• [WHAT IS NEEDED] From the listing below, return every line with the string "AlreadyStarted" in it.

↓

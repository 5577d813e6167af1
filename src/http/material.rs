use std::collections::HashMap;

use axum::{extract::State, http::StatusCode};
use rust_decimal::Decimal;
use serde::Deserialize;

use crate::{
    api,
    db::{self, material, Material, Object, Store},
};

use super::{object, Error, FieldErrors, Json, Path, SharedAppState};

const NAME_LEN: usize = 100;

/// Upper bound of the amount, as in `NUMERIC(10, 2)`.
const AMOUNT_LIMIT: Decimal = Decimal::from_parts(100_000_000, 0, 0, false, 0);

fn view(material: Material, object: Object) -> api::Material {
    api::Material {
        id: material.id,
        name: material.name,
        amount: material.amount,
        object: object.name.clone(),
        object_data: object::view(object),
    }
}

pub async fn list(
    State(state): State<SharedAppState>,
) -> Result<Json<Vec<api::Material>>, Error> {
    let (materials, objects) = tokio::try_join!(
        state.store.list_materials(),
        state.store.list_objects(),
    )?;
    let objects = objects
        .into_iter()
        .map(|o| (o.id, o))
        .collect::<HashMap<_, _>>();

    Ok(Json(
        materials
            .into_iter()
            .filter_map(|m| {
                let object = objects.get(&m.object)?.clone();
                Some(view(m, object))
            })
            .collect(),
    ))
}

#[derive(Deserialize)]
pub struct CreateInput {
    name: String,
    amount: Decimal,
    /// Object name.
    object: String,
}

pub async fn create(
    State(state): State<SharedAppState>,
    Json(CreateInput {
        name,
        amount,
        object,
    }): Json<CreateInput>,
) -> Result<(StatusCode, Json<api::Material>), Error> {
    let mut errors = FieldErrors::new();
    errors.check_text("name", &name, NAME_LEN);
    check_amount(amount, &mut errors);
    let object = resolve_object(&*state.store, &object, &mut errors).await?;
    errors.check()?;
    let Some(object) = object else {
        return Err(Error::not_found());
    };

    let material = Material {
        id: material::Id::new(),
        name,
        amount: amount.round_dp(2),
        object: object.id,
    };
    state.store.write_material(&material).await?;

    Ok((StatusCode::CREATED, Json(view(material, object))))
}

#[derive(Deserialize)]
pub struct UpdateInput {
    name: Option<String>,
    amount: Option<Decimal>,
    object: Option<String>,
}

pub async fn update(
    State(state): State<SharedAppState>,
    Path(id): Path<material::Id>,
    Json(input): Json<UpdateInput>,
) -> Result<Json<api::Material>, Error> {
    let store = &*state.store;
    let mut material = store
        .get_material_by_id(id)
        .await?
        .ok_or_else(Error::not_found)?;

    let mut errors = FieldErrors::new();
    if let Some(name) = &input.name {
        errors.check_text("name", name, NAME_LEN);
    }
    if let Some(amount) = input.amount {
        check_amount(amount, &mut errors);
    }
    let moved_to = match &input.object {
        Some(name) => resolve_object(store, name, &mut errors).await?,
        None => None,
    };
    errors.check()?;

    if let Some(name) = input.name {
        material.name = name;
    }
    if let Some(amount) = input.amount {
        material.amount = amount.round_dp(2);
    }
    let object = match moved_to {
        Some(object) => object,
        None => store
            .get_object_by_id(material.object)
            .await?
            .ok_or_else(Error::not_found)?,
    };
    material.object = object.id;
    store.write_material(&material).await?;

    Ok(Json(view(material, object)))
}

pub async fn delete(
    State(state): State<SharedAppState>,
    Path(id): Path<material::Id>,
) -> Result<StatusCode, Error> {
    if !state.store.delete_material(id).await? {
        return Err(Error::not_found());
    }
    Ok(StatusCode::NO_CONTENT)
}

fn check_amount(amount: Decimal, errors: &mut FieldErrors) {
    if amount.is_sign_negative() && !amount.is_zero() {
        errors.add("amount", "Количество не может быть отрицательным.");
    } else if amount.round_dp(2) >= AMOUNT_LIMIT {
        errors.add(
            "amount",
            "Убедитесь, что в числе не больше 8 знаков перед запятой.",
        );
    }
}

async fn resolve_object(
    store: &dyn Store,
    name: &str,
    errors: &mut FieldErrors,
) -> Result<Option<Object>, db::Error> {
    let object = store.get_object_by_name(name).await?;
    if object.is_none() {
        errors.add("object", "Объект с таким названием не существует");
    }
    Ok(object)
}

↑
↓

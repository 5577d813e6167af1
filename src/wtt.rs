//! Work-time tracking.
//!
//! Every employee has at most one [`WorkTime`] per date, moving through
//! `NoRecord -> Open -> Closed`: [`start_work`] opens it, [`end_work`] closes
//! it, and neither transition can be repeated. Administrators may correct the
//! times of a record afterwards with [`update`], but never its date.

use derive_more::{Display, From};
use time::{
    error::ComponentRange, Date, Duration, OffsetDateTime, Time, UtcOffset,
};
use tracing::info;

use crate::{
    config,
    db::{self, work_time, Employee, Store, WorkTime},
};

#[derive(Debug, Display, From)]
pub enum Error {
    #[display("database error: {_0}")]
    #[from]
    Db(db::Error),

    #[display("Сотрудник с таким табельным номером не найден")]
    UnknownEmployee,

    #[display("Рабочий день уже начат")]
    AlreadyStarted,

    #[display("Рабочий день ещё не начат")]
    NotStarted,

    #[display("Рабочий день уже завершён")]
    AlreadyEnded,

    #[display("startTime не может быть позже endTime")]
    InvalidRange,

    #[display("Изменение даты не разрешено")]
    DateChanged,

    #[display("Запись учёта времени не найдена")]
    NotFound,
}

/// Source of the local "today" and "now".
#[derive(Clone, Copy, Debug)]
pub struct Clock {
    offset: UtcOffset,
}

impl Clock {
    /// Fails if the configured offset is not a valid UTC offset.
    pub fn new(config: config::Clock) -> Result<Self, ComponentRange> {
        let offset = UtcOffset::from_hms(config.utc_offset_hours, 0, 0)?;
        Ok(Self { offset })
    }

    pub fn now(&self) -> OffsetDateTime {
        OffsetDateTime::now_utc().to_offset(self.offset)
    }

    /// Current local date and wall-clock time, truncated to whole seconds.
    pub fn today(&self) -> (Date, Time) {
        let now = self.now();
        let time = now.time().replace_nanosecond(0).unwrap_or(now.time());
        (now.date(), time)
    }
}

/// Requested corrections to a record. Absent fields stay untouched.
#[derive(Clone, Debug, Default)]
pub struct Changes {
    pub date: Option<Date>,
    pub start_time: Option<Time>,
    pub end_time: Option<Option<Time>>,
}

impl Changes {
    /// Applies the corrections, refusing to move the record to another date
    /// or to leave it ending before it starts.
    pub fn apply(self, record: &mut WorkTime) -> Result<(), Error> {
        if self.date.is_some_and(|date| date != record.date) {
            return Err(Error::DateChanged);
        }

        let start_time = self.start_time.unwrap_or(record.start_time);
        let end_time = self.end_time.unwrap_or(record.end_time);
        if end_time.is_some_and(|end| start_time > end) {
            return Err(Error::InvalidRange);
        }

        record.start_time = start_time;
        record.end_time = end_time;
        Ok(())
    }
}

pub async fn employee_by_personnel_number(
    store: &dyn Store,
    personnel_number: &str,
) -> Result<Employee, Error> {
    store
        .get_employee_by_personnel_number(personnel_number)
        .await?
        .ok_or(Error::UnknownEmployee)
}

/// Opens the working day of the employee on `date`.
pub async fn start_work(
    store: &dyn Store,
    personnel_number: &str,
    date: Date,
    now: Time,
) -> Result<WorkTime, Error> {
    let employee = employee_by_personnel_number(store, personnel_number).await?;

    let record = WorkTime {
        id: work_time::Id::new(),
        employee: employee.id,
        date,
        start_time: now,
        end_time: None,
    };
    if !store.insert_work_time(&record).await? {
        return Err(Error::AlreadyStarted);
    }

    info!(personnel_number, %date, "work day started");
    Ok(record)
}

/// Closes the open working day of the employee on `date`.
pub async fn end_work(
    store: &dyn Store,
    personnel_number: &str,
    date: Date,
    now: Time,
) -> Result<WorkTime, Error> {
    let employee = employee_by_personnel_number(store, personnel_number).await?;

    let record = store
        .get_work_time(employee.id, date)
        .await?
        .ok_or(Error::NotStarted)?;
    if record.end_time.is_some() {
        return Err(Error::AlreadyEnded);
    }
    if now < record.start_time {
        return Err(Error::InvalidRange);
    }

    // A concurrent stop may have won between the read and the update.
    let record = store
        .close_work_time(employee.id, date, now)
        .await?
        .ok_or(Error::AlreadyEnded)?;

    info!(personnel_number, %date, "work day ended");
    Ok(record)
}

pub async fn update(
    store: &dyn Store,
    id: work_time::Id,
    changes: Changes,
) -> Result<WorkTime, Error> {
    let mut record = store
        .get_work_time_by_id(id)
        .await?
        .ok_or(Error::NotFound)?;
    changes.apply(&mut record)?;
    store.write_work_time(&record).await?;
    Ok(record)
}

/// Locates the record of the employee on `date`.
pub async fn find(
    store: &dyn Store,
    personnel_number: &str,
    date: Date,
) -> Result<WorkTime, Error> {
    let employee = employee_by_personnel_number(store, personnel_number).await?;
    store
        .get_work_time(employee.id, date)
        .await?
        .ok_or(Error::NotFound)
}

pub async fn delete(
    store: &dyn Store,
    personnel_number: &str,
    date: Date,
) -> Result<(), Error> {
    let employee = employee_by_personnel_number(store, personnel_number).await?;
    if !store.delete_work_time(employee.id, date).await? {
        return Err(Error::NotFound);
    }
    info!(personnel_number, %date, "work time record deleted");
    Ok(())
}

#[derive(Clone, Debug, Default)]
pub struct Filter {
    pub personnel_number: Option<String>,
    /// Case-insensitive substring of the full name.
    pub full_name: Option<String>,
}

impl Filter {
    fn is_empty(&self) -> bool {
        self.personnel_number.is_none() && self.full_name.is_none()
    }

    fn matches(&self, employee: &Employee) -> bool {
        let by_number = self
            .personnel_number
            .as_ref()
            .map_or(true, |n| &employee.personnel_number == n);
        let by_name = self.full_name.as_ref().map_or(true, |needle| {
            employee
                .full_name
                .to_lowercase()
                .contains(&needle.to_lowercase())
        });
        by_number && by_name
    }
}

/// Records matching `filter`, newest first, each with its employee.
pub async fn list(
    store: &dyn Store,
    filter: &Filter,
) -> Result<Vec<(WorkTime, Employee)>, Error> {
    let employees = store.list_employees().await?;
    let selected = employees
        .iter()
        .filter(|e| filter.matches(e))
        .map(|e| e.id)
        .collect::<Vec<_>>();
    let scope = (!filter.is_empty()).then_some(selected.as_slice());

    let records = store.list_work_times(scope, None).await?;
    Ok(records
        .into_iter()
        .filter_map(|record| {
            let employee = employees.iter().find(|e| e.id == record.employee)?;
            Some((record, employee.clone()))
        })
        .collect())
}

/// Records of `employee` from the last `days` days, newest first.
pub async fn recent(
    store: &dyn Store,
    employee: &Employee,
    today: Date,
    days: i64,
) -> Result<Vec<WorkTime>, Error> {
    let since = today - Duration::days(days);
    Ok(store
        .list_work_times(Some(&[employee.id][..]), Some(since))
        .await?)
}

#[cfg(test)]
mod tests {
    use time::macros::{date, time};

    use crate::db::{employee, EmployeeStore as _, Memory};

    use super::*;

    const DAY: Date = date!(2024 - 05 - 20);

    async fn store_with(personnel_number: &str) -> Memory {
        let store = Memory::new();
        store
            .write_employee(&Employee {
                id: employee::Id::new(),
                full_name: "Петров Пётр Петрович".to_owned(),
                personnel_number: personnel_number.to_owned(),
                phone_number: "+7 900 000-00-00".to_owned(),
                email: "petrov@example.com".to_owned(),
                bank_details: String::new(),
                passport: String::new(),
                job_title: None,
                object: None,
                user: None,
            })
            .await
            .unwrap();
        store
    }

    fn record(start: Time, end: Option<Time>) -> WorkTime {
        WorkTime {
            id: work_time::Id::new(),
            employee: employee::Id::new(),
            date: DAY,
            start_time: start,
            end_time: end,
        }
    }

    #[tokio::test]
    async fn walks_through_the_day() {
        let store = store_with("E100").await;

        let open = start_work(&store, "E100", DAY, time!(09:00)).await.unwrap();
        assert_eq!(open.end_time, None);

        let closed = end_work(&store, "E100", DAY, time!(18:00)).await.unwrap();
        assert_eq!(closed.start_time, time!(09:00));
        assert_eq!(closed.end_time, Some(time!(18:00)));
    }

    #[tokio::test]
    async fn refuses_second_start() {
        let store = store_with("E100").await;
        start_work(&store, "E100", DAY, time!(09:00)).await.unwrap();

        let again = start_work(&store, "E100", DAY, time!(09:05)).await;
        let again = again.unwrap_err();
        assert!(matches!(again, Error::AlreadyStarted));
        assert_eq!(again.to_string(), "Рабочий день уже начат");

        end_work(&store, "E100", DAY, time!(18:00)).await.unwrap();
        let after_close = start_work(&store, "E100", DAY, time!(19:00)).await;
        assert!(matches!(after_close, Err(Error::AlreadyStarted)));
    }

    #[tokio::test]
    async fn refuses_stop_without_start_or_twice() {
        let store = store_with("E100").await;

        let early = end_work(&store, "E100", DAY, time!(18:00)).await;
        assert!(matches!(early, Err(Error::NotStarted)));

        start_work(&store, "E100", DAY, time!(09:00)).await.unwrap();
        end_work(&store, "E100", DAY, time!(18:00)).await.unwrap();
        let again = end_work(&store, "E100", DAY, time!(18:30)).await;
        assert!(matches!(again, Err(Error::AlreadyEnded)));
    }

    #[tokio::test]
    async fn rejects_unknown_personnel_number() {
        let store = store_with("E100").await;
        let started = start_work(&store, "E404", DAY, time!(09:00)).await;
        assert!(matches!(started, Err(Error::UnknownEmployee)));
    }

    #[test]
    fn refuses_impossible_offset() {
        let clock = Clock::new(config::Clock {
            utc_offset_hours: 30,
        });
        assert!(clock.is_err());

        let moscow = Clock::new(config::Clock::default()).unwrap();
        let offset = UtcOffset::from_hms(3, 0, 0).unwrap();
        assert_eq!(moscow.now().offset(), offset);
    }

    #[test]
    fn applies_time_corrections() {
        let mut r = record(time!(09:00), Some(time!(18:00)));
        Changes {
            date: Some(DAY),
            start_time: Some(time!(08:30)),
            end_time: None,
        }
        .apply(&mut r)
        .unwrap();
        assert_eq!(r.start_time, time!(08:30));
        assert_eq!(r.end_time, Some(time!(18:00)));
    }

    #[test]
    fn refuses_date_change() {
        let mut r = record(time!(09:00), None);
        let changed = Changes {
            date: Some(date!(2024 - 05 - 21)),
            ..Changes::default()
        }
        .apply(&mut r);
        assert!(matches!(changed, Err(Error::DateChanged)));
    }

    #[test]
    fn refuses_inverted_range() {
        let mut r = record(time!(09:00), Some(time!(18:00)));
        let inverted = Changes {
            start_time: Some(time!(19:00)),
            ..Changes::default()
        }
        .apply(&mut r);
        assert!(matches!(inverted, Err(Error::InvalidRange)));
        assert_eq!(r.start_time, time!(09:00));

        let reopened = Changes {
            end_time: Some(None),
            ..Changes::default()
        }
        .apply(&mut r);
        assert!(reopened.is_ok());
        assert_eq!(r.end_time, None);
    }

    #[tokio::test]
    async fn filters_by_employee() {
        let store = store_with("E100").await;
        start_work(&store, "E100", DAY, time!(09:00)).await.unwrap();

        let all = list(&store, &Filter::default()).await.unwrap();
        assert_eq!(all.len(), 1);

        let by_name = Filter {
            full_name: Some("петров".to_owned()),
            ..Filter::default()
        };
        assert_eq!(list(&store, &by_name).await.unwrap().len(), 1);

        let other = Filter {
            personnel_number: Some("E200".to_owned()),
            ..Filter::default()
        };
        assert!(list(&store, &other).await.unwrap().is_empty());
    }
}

↑

• [SOLUTION BELOW]
    AlreadyStarted,
        return Err(Error::AlreadyStarted);
        assert!(matches!(again, Error::AlreadyStarted));
        assert!(matches!(after_close, Err(Error::AlreadyStarted)));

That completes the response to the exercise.